People here wear too many clothes. Late May or early September, you see so many heavy coats and woolen scarves. Often in weather conditions that would have the Brits running naked through the streets with joy. And people look at you like a child abuser if your child is not similarly layered up. The first sign of a drop of rain, the playground empties. This caution isn’t helping them—they all get so many colds. Toughen up Paris!
– Jennifer, English expat, 3 years

Telling you off while being extremely polite about it. I’m always left a bit bewildered about what just happened. It’s really an art. I’d rather be told ‘fuck off’ or flipped the bird, at least it’s clear!
– Caroline, American expat, 4 years

French malaise is really a thing! Maybe it’s the grey skies, but Parisians seem to be less optimistic than New Yorkers. Unfortunately, I think the glass-half-empty attitude is rubbing off on me a little.
– Megan, American expat, 5 years

What gets me most about Parisians is their indifference to dog shit.
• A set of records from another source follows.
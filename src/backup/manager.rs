//! Backup manager.
//!
//! # Responsibilities
//! - Own the backup index and keep durable storage in sync
//! - Execute backup pipelines with per-backend mutual exclusion
//! - Serve status, listing, verification, deletion and statistics
//!
//! # Design Decisions
//! - The in-flight flag is the only cross-loop mutual exclusion; the
//!   scheduler and direct API calls race through the same check-and-set
//! - A pipeline failure marks the record failed and removes the partial
//!   artifact; it is not an error to the `create_backup` caller
//! - Index persist failures are logged; the in-memory index stays
//!   authoritative for the running process

use chrono::Utc;
use dashmap::mapref::entry::Entry;
use dashmap::DashMap;
use parking_lot::{Mutex, RwLock};
use std::path::PathBuf;
use std::sync::Arc;
use thiserror::Error;
use tokio::task::JoinHandle;
use uuid::Uuid;

use crate::backend::registry::BackendRegistry;
use crate::backup::index::BackupIndexStore;
use crate::backup::pipeline;
use crate::backup::record::{BackupKind, BackupRecord, BackupStatistics, BackupStatus};
use crate::backup::retention::{self, SweepOutcome};
use crate::backup::scheduler;
use crate::config::BackupConfig;
use crate::lifecycle::Shutdown;
use crate::observability::metrics;

/// Errors surfaced by backup API calls.
#[derive(Debug, Error)]
pub enum BackupError {
    #[error("backup already in progress for backend '{0}'")]
    Busy(String),

    #[error("unknown backend '{0}'")]
    UnknownBackend(String),

    #[error("{0} not found")]
    NotFound(String),

    #[error("artifact error: {0}")]
    Artifact(String),
}

/// Schedules, executes, verifies and prunes backups for the whole fleet.
pub struct BackupManager {
    registry: Arc<BackendRegistry>,
    config: BackupConfig,
    store: Arc<dyn BackupIndexStore>,
    index: RwLock<Vec<BackupRecord>>,
    in_flight: DashMap<String, ()>,
    shutdown: Shutdown,
    tasks: Mutex<Vec<JoinHandle<()>>>,
}

impl BackupManager {
    pub fn new(
        registry: Arc<BackendRegistry>,
        config: BackupConfig,
        store: Arc<dyn BackupIndexStore>,
    ) -> Self {
        Self {
            registry,
            config,
            store,
            index: RwLock::new(Vec::new()),
            in_flight: DashMap::new(),
            shutdown: Shutdown::new(),
            tasks: Mutex::new(Vec::new()),
        }
    }

    pub fn config(&self) -> &BackupConfig {
        &self.config
    }

    /// Load the index from durable storage and start the per-backend
    /// scheduler loops plus the retention loop.
    pub async fn initialize(self: &Arc<Self>) {
        match self.store.load_all().await {
            Ok(records) => {
                tracing::info!(records = records.len(), "Backup index loaded");
                *self.index.write() = records;
            }
            Err(e) => {
                tracing::error!(error = %e, "Failed to load backup index, starting empty");
            }
        }

        let mut tasks = self.tasks.lock();
        for handle in self.registry.all_backends() {
            tasks.push(tokio::spawn(scheduler::run_scheduler(
                self.clone(),
                handle,
                self.shutdown.subscribe(),
            )));
        }
        tasks.push(tokio::spawn(retention::run_retention_loop(
            self.clone(),
            self.shutdown.subscribe(),
        )));
    }

    /// Signal all loops to stop and wait for them; an in-flight pipeline is
    /// allowed to finish.
    pub async fn shutdown(&self) {
        self.shutdown.trigger();
        let tasks: Vec<JoinHandle<()>> = std::mem::take(&mut *self.tasks.lock());
        for task in tasks {
            if let Err(e) = task.await {
                tracing::error!(error = %e, "Backup task panicked");
            }
        }
        tracing::info!("Backup manager stopped");
    }

    /// Run the backup pipeline for `backend` and return the record id.
    ///
    /// The id is returned on pipeline success *and* failure; the record's
    /// status tells them apart. Fails fast with [`BackupError::Busy`] when a
    /// backup is already running for this backend.
    pub async fn create_backup(
        &self,
        backend: &str,
        kind: BackupKind,
    ) -> Result<String, BackupError> {
        let handle = self
            .registry
            .get(backend)
            .ok_or_else(|| BackupError::UnknownBackend(backend.to_string()))?;

        let _guard = self.try_acquire(backend)?;

        let id = Uuid::new_v4().to_string();
        let created_at = Utc::now();
        let artifact_path = self.artifact_path(backend, kind, &id);

        let record = BackupRecord {
            id: id.clone(),
            backend: backend.to_string(),
            kind,
            status: BackupStatus::Running,
            artifact_path: artifact_path.clone(),
            size_bytes: 0,
            checksum: String::new(),
            created_at,
            completed_at: None,
            error: None,
            metadata: None,
        };
        self.index.write().push(record);
        self.persist().await;

        tracing::info!(backend, id = %id, kind = kind.as_str(), "Backup pipeline starting");

        let outcome = async {
            pipeline::produce_artifact(
                handle.dump.as_ref(),
                &artifact_path,
                self.config.compression,
            )
            .await?;
            pipeline::digest_artifact(&artifact_path).await
        }
        .await;

        match outcome {
            Ok(digest) => {
                tracing::info!(
                    backend,
                    id = %id,
                    size_bytes = digest.size_bytes,
                    "Backup completed"
                );
                metrics::record_backup_outcome(backend, true, digest.size_bytes);
                self.update_record(&id, |r| {
                    r.status = BackupStatus::Completed;
                    r.size_bytes = digest.size_bytes;
                    r.checksum = digest.checksum.clone();
                    r.completed_at = Some(Utc::now());
                });
            }
            Err(e) => {
                tracing::warn!(backend, id = %id, error = %e, "Backup pipeline failed");
                metrics::record_backup_outcome(backend, false, 0);
                if let Err(rm) = pipeline::remove_artifact(&artifact_path).await {
                    tracing::warn!(
                        path = %artifact_path.display(),
                        error = %rm,
                        "Failed to remove partial artifact"
                    );
                }
                self.update_record(&id, |r| {
                    r.status = BackupStatus::Failed;
                    r.error = Some(e.to_string());
                    r.completed_at = Some(Utc::now());
                });
            }
        }
        self.persist().await;

        Ok(id)
    }

    /// Return the record for `id`.
    pub fn backup_status(&self, id: &str) -> Result<BackupRecord, BackupError> {
        self.find(id)
            .ok_or_else(|| BackupError::NotFound(format!("backup '{id}'")))
    }

    /// Records newest-first, optionally filtered by backend, capped at `limit`.
    pub fn list_backups(&self, backend: Option<&str>, limit: usize) -> Vec<BackupRecord> {
        let mut records: Vec<BackupRecord> = self
            .index
            .read()
            .iter()
            .filter(|r| backend.map_or(true, |b| r.backend == b))
            .cloned()
            .collect();
        records.sort_by(|a, b| b.created_at.cmp(&a.created_at));
        records.truncate(limit);
        records
    }

    /// Recompute size and checksum of the stored artifact and compare them
    /// against the recorded values.
    ///
    /// On match the record transitions to `Verified` and is persisted; on
    /// mismatch `Ok(false)` is returned and the record is left untouched.
    pub async fn verify_backup(&self, id: &str) -> Result<bool, BackupError> {
        let record = self.backup_status(id)?;

        let exists = tokio::fs::try_exists(&record.artifact_path)
            .await
            .unwrap_or(false);
        if !exists {
            return Err(BackupError::NotFound(format!("artifact for backup '{id}'")));
        }

        let digest = pipeline::digest_artifact(&record.artifact_path)
            .await
            .map_err(|e| BackupError::Artifact(e.to_string()))?;

        if digest.checksum == record.checksum && digest.size_bytes == record.size_bytes {
            self.update_record(id, |r| r.status = BackupStatus::Verified);
            self.persist().await;
            tracing::info!(id, "Backup verified");
            Ok(true)
        } else {
            tracing::warn!(
                id,
                recorded_checksum = %record.checksum,
                computed_checksum = %digest.checksum,
                recorded_size = record.size_bytes,
                computed_size = digest.size_bytes,
                "Backup verification mismatch"
            );
            Ok(false)
        }
    }

    /// Remove the artifact (tolerating a missing file) and the index entry.
    pub async fn delete_backup(&self, id: &str) -> Result<(), BackupError> {
        let record = self.backup_status(id)?;

        pipeline::remove_artifact(&record.artifact_path)
            .await
            .map_err(|e| BackupError::Artifact(e.to_string()))?;

        self.index.write().retain(|r| r.id != id);
        self.persist().await;
        tracing::info!(id, backend = %record.backend, "Backup deleted");
        Ok(())
    }

    /// Aggregate counts and sizes per backend and per status.
    pub fn statistics(&self) -> BackupStatistics {
        BackupStatistics::from_records(&self.index.read())
    }

    /// Remove every record created strictly before `now - retention_days`.
    ///
    /// Per-record failures are logged and skipped; the index is persisted
    /// once at the end when anything was removed.
    pub async fn sweep_retention(&self) -> SweepOutcome {
        let cutoff = Utc::now() - chrono::Duration::days(i64::from(self.config.retention_days));

        let expired: Vec<BackupRecord> = self
            .index
            .read()
            .iter()
            .filter(|r| retention::is_expired(r, cutoff))
            .cloned()
            .collect();

        let mut outcome = SweepOutcome::default();
        let mut removed_ids = Vec::new();
        for record in expired {
            match pipeline::remove_artifact(&record.artifact_path).await {
                Ok(()) => {
                    outcome.removed += 1;
                    outcome.bytes_freed += record.size_bytes;
                    removed_ids.push(record.id);
                }
                Err(e) => {
                    tracing::warn!(
                        id = %record.id,
                        path = %record.artifact_path.display(),
                        error = %e,
                        "Failed to remove expired artifact, keeping record"
                    );
                }
            }
        }

        if !removed_ids.is_empty() {
            self.index.write().retain(|r| !removed_ids.contains(&r.id));
            self.persist().await;
        }

        outcome
    }

    fn find(&self, id: &str) -> Option<BackupRecord> {
        self.index.read().iter().find(|r| r.id == id).cloned()
    }

    fn update_record(&self, id: &str, mutate: impl FnOnce(&mut BackupRecord)) {
        let mut index = self.index.write();
        if let Some(record) = index.iter_mut().find(|r| r.id == id) {
            mutate(record);
        }
    }

    /// Persist the whole index. A failure leaves the in-memory index
    /// authoritative and is logged, never propagated.
    async fn persist(&self) {
        let snapshot = self.index.read().clone();
        if let Err(e) = self.store.save_all(&snapshot).await {
            tracing::error!(error = %e, "Failed to persist backup index");
        }
    }

    /// Atomically mark a backup in progress for `backend`.
    fn try_acquire(&self, backend: &str) -> Result<InFlightGuard<'_>, BackupError> {
        match self.in_flight.entry(backend.to_string()) {
            Entry::Occupied(_) => Err(BackupError::Busy(backend.to_string())),
            Entry::Vacant(slot) => {
                slot.insert(());
                Ok(InFlightGuard {
                    map: &self.in_flight,
                    backend: backend.to_string(),
                })
            }
        }
    }

    fn artifact_path(&self, backend: &str, kind: BackupKind, id: &str) -> PathBuf {
        let short_id: String = id.chars().take(8).collect();
        let stamp = Utc::now().format("%Y%m%d%H%M%S");
        let ext = if self.config.compression {
            "dump.gz"
        } else {
            "dump"
        };
        self.config
            .root_dir
            .join(backend)
            .join(format!("{backend}_{}_{stamp}_{short_id}.{ext}", kind.as_str()))
    }
}

/// Clears the in-flight flag on every exit path.
struct InFlightGuard<'a> {
    map: &'a DashMap<String, ()>,
    backend: String,
}

impl Drop for InFlightGuard<'_> {
    fn drop(&mut self) {
        self.map.remove(&self.backend);
    }
}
And their aggressiveness if you point out their dog just shat in front of your door.
– Joyce, American expat, 45 years

The way you have to show a justificatif de domicile (i.e. electric bill, lease) for every little thing—sometimes it doesn’t even seem like it has to do with what you’re trying to buy.
– Susan, American expat, 17 years

The constant chastising. I am 40 and I’ve a pretty good idea as to how the world works. A few weeks ago I dropped the kids to school; on the way back, the lollipop lady laid into me for not crossing the road correctly. I was alone. There were no cars. Fuck off. Sometimes I have to remind myself what age I actually am.
– Nicky, Irish expat, 15 years

Those weird weekend variety shows. It’s like a circus of the old and strange. I kind of love them, though, because they’re so bizarre and retro.
– Sharon, American expat, 7 years

Why do people hesitate to smile?
– Dominica, American expat, 3 years

French people ordering coffee in a pub. And grownups riding kick scooters, especially in the metro!
– Adrian, American expat, 15 years

When cool new animated films come out and the VO are only after 8PM so the only option is to take the kids to the dubbed French version. We tried that with Frozen and neither my daughter nor I enjoyed seeing it that way. This is currently the case with Hotel Transylvania 2, which my kids and I would love to see … just not dubbed in French.
– Helen, Australian expat, 8 years

They have to eat bread With. Every. Meal.
– Cleopatra, American expat, 6 years

The ability to stop and have a conversation anywhere, anytime. Middle of a doorway, hallway, etc. requiring everyone to go around them or stopping traffic. Meanwhile, they aren’t fazed at all!
– Nathalie, American expat, 20 years

At breakfast, why do they have their hot chocolate in a bowl then dip their beautiful, crispy, flaky croissant into it? It makes the croissant wet and soggy and leaves flaky bits floating around in the hot chocolate.
– Nhan (My Love for Paris), Australian expat, 3 years


Do you have any WTF Paris?! observations? Share them in the comments below or over on our FB page.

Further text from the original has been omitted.